WHAT IS BEING ASKED:
Once you find the line containing "fn split_rule(rule: &str)" in the data below, copy it and each following line exactly, up to and including the line containing "Value::String(s) if numeric", and nothing else.

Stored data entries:

....................

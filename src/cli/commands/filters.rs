use super::engine_result;
use crate::cli::session::Session;
use crate::cli::utils::{display_value, output_document, output_empty_collection, print_table};
use crate::cli::OutputFormat;
use crate::types::RequestContext;

pub fn handle(session: &Session, resource: String, lens: Option<String>, output_format: OutputFormat) -> anyhow::Result<()> {
    let mut req = session.request(&resource, RequestContext::Index);
    if let Some(lens) = lens {
        req = req.with_lens(lens).with_context(RequestContext::Lens);
    }

    let catalogue = engine_result(&output_format, session.engine.filters(&req))?;
    let filters = catalogue.as_array().cloned().unwrap_or_default();
    if filters.is_empty() {
        return output_empty_collection(&output_format, "filters", &format!("No filters available on {}", resource));
    }

    output_document(&output_format, &catalogue, |_| {
        let rows: Vec<Vec<String>> = filters
            .iter()
            .map(|filter| {
                vec![
                    display_value(&filter["class"]),
                    display_value(&filter["name"]),
                    display_value(&filter["component"]),
                    display_value(&filter["currentValue"]),
                ]
            })
            .collect();
        print_table(&["KEY", "NAME", "COMPONENT", "DEFAULT"], &rows);
    })
}
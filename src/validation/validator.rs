use chrono::{DateTime, NaiveDate};
use once_cell::sync::Lazy;
use regex::Regex;
use serde_json::{Map, Value};
use tracing::debug;

use super::{Rule, RuleSet, ValidationErrors};
use crate::error::EngineError;
use crate::query::{Condition, Query};
use crate::store::RecordStore;

static EMAIL_PATTERN: Lazy<Option<Regex>> =
    Lazy::new(|| Regex::new(r"^[^@\s]+@[^@\s]+\.[^@\s]+$").ok());

/// Evaluates a rule set against submitted input, collecting every violation.
///
/// Unknown rule names and store-backed rules without a store are
/// configuration errors, not validation failures.
pub struct Validator<'a> {
    store: Option<&'a dyn RecordStore>,
}

impl<'a> Validator<'a> {
    pub fn new() -> Self {
        Self { store: None }
    }

    pub fn with_store(store: &'a dyn RecordStore) -> Self {
        Self { store: Some(store) }
    }

    pub fn validate(&self, rules: &RuleSet, input: &Map<String, Value>) -> Result<ValidationErrors, EngineError> {
        let mut errors = ValidationErrors::new();
        for (attribute, attribute_rules) in rules {
            self.validate_attribute(attribute, attribute_rules, input, &mut errors)?;
        }
        if !errors.is_empty() {
            debug!("Validation collected {} error(s)", errors.len());
        }
        Ok(errors)
    }

    fn validate_attribute(
        &self,
        attribute: &str,
        rules: &[Rule],
        input: &Map<String, Value>,
        errors: &mut ValidationErrors,
    ) -> Result<(), EngineError> {
        let has = |name: &str| rules.iter().any(|r| r.name() == name);
        let value = input.get(attribute);

        if value.is_none() && has("sometimes") {
            return Ok(());
        }
        if has("required") && !is_filled(value) {
            errors.add(attribute, format!("The {} field is required.", label(attribute)));
            return Ok(());
        }

        // Remaining rules only inspect present, non-null values
        let value = match value {
            Some(v) if !v.is_null() => v,
            _ => return Ok(()),
        };
        let numeric = has("numeric") || has("integer");

        for rule in rules {
            let outcome = match rule {
                Rule::Custom { check, .. } => check(attribute, value, input),
                Rule::Named(text) => {
                    let (name, params) = split_rule(text);
                    self.check_named(attribute, name, &params, value, input, numeric)?
                }
            };
            if let Err(message) = outcome {
                errors.add(attribute, message);
            }
        }
        Ok(())
    }

    fn check_named(
        &self,
        attribute: &str,
        name: &str,
        params: &[&str],
        value: &Value,
        input: &Map<String, Value>,
        numeric: bool,
    ) -> Result<Result<(), String>, EngineError> {
        let attr = label(attribute);
        let pass = |ok: bool, message: String| if ok { Ok(()) } else { Err(message) };

        Ok(match name {
            "required" | "sometimes" | "nullable" => Ok(()),
            "string" => pass(value.is_string(), format!("The {} must be a string.", attr)),
            "integer" => pass(as_integer(value).is_some(), format!("The {} must be an integer.", attr)),
            "numeric" => pass(as_number(value).is_some(), format!("The {} must be a number.", attr)),
            "boolean" => pass(is_boolean(value), format!("The {} field must be true or false.", attr)),
            "array" => pass(value.is_array(), format!("The {} must be an array.", attr)),
            "email" => pass(
                value.as_str().map(is_email).unwrap_or(false),
                format!("The {} must be a valid email address.", attr),
            ),
            "uuid" => pass(
                value.as_str().map(|s| uuid::Uuid::parse_str(s).is_ok()).unwrap_or(false),
                format!("The {} must be a valid UUID.", attr),
            ),
            "date" => pass(
                value.as_str().map(is_date).unwrap_or(false),
                format!("The {} is not a valid date.", attr),
            ),
            "min" => {
                let limit = numeric_param(name, params, 0)?;
                pass(size_of(value, numeric).map(|s| s >= limit).unwrap_or(false), size_message(&attr, "at least", limit, value, numeric))
            }
            "max" => {
                let limit = numeric_param(name, params, 0)?;
                pass(size_of(value, numeric).map(|s| s <= limit).unwrap_or(false), size_message(&attr, "no more than", limit, value, numeric))
            }
            "between" => {
                let low = numeric_param(name, params, 0)?;
                let high = numeric_param(name, params, 1)?;
                pass(
                    size_of(value, numeric).map(|s| s >= low && s <= high).unwrap_or(false),
                    format!("The {} must be between {} and {}.", attr, low, high),
                )
            }
            "in" => pass(params.contains(&scalar_text(value).as_str()), format!("The selected {} is invalid.", attr)),
            "not_in" => pass(!params.contains(&scalar_text(value).as_str()), format!("The selected {} is invalid.", attr)),
            "regex" => {
                let pattern = params.join(",");
                let re = Regex::new(strip_delimiters(&pattern))
                    .map_err(|e| EngineError::configuration(format!("Invalid regex rule for {}: {}", attribute, e)))?;
                pass(value.as_str().map(|s| re.is_match(s)).unwrap_or(false), format!("The {} format is invalid.", attr))
            }
            "confirmed" => pass(
                input.get(&format!("{}_confirmation", attribute)) == Some(value),
                format!("The {} confirmation does not match.", attr),
            ),
            "unique" => {
                let count = self.count_matches(attribute, params, value, true)?;
                pass(count == 0, format!("The {} has already been taken.", attr))
            }
            "exists" => {
                let values = match value {
                    Value::Array(values) => values.clone(),
                    other => vec![other.clone()],
                };
                let mut ok = true;
                for v in &values {
                    if self.count_matches(attribute, params, v, false)? == 0 {
                        ok = false;
                        break;
                    }
                }
                pass(ok, format!("The selected {} is invalid.", attr))
            }
            other => {
                return Err(EngineError::configuration(format!(
                    "Unknown validation rule '{}' on {}",
                    other, attribute
                )))
            }
        })
    }

    /// `unique:table,column,except,idColumn` / `exists:table,column`
    fn count_matches(&self, attribute: &str, params: &[&str], value: &Value, unique: bool) -> Result<u64, EngineError> {
        let store = self.store.ok_or_else(|| {
            EngineError::configuration(format!("Rule on {} needs a record store", attribute))
        })?;
        let table = params
            .first()
            .filter(|t| !t.is_empty())
            .ok_or_else(|| EngineError::configuration(format!("Rule on {} is missing its table", attribute)))?;
        let column = params.get(1).copied().filter(|c| !c.is_empty()).unwrap_or(attribute);

        let mut query = Query::new(*table)?.where_eq(column, value.clone());
        if unique {
            if let Some(except) = params.get(2).filter(|e| !e.is_empty() && !e.eq_ignore_ascii_case("NULL")) {
                let id_column = params.get(3).copied().unwrap_or("id");
                // Integer keys arrive as text after placeholder substitution
                let except_value = except
                    .parse::<i64>()
                    .map(Value::from)
                    .unwrap_or_else(|_| Value::String(except.to_string()));
                query = query.and_where(Condition::ne(id_column, except_value));
            }
        }
        Ok(store.count(&query)?)
    }
}

impl Default for Validator<'_> {
    fn default() -> Self {
        Self::new()
    }
}

fn split_rule(rule: &str) -> (&str, Vec<&str>) {
    match rule.split_once(':') {
        Some((name, params)) if name == "regex" => (name, vec![params]),
        Some((name, params)) => (name, params.split(',').map(str::trim).collect()),
        None => (rule, vec![]),
    }
}

fn numeric_param(rule: &str, params: &[&str], index: usize) -> Result<f64, EngineError> {
    params
        .get(index)
        .and_then(|p| p.parse::<f64>().ok())
        .ok_or_else(|| EngineError::configuration(format!("Rule {} requires a numeric parameter", rule)))
}

fn label(attribute: &str) -> String {
    attribute.replace('_', " ")
}

fn is_filled(value: Option<&Value>) -> bool {
    match value {
        None | Some(Value::Null) => false,
        Some(Value::String(s)) => !s.trim().is_empty(),
        Some(Value::Array(a)) => !a.is_empty(),
        Some(_) => true,
    }
}

fn as_integer(value: &Value) -> Option<i64> {
    match value {
        Value::Number(n) => n.as_i64(),
        Value::String(s) => s.trim().parse().ok(),
        _ => None,
    }
}

fn as_number(value: &Value) -> Option<f64> {
    match value {
        Value::Number(n) => n.as_f64(),
        Value::String(s) => s.trim().parse().ok(),
        _ => None,
    }
}

fn is_boolean(value: &Value) -> bool {
    match value {
        Value::Bool(_) => true,
        Value::Number(n) => matches!(n.as_i64(), Some(0) | Some(1)),
        Value::String(s) => matches!(s.as_str(), "0" | "1" | "true" | "false"),
        _ => false,
    }
}

fn is_email(s: &str) -> bool {
    EMAIL_PATTERN.as_ref().map(|re| re.is_match(s)).unwrap_or(false)
}

fn is_date(s: &str) -> bool {
    DateTime::parse_from_rfc3339(s).is_ok() || NaiveDate::parse_from_str(s, "%Y-%m-%d").is_ok()
}

/// Numeric value for numeric attributes, otherwise length
fn size_of(value: &Value, numeric: bool) -> Option<f64> {
    match value {
        Value::Number(n) => n.as_f64(),
        Value::String(s) if numeric => s.trim().parse().ok(),
        Value::String(s) => Some(s.chars().count() as f64),
        Value::Array(a) => Some(a.len() as f64),
        _ => None,
    }
}

fn size_message(attr: &str, bound: &str, limit: f64, value: &Value, numeric: bool) -> String {
    match value {
        Value::String(_) if !numeric => format!("The {} must be {} {} characters.", attr, bound, limit),
        Value::Array(_) => format!("The {} must have {} {} items.", attr, bound, limit),
        _ => format!("The {} must be {} {}.", attr, bound, limit),
    }
}

fn scalar_text(value: &Value) -> String {
    match value {
        Value::String(s) => s.clone(),
        other => other.to_string(),
    }
}

fn strip_delimiters(pattern: &str) -> &str {
    pattern
        .strip_prefix('/')
        .and_then(|p| p.rfind('/').map(|end| &p[..end]))
        .unwrap_or(pattern)
}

....................

TASK RESPONSE:
fn split_rule(rule: &str) -> (&str, Vec<&str>) {
    match rule.split_once(':') {
        Some((name, params)) if name == "regex" => (name, vec![params]),
        Some((name, params)) => (name, params.split(',').map(str::trim).collect()),
        None => (rule, vec![]),
    }
}

fn numeric_param(rule: &str, params: &[&str], index: usize) -> Result<f64, EngineError> {
    params
        .get(index)
        .and_then(|p| p.parse::<f64>().ok())
        .ok_or_else(|| EngineError::configuration(format!("Rule {} requires a numeric parameter", rule)))
}

fn label(attribute: &str) -> String {
    attribute.replace('_', " ")
}

fn is_filled(value: Option<&Value>) -> bool {
    match value {
        None | Some(Value::Null) => false,
        Some(Value::String(s)) => !s.trim().is_empty(),
        Some(Value::Array(a)) => !a.is_empty(),
        Some(_) => true,
    }
}

fn as_integer(value: &Value) -> Option<i64> {
    match value {
        Value::Number(n) => n.as_i64(),
        Value::String(s) => s.trim().parse().ok(),
        _ => None,
    }
}

fn as_number(value: &Value) -> Option<f64> {
    match value {
        Value::Number(n) => n.as_f64(),
        Value::String(s) => s.trim().parse().ok(),
        _ => None,
    }
}

fn is_boolean(value: &Value) -> bool {
    match value {
        Value::Bool(_) => true,
        Value::Number(n) => matches!(n.as_i64(), Some(0) | Some(1)),
        Value::String(s) => matches!(s.as_str(), "0" | "1" | "true" | "false"),
        _ => false,
    }
}

fn is_email(s: &str) -> bool {
    EMAIL_PATTERN.as_ref().map(|re| re.is_match(s)).unwrap_or(false)
}

fn is_date(s: &str) -> bool {
    DateTime::parse_from_rfc3339(s).is_ok() || NaiveDate::parse_from_str(s, "%Y-%m-%d").is_ok()
}

/// Numeric value for numeric attributes, otherwise length
fn size_of(value: &Value, numeric: bool) -> Option<f64> {
    match value {
        Value::Number(n) => n.as_f64(),
        Value::String(s) if numeric => s.trim().parse().ok(),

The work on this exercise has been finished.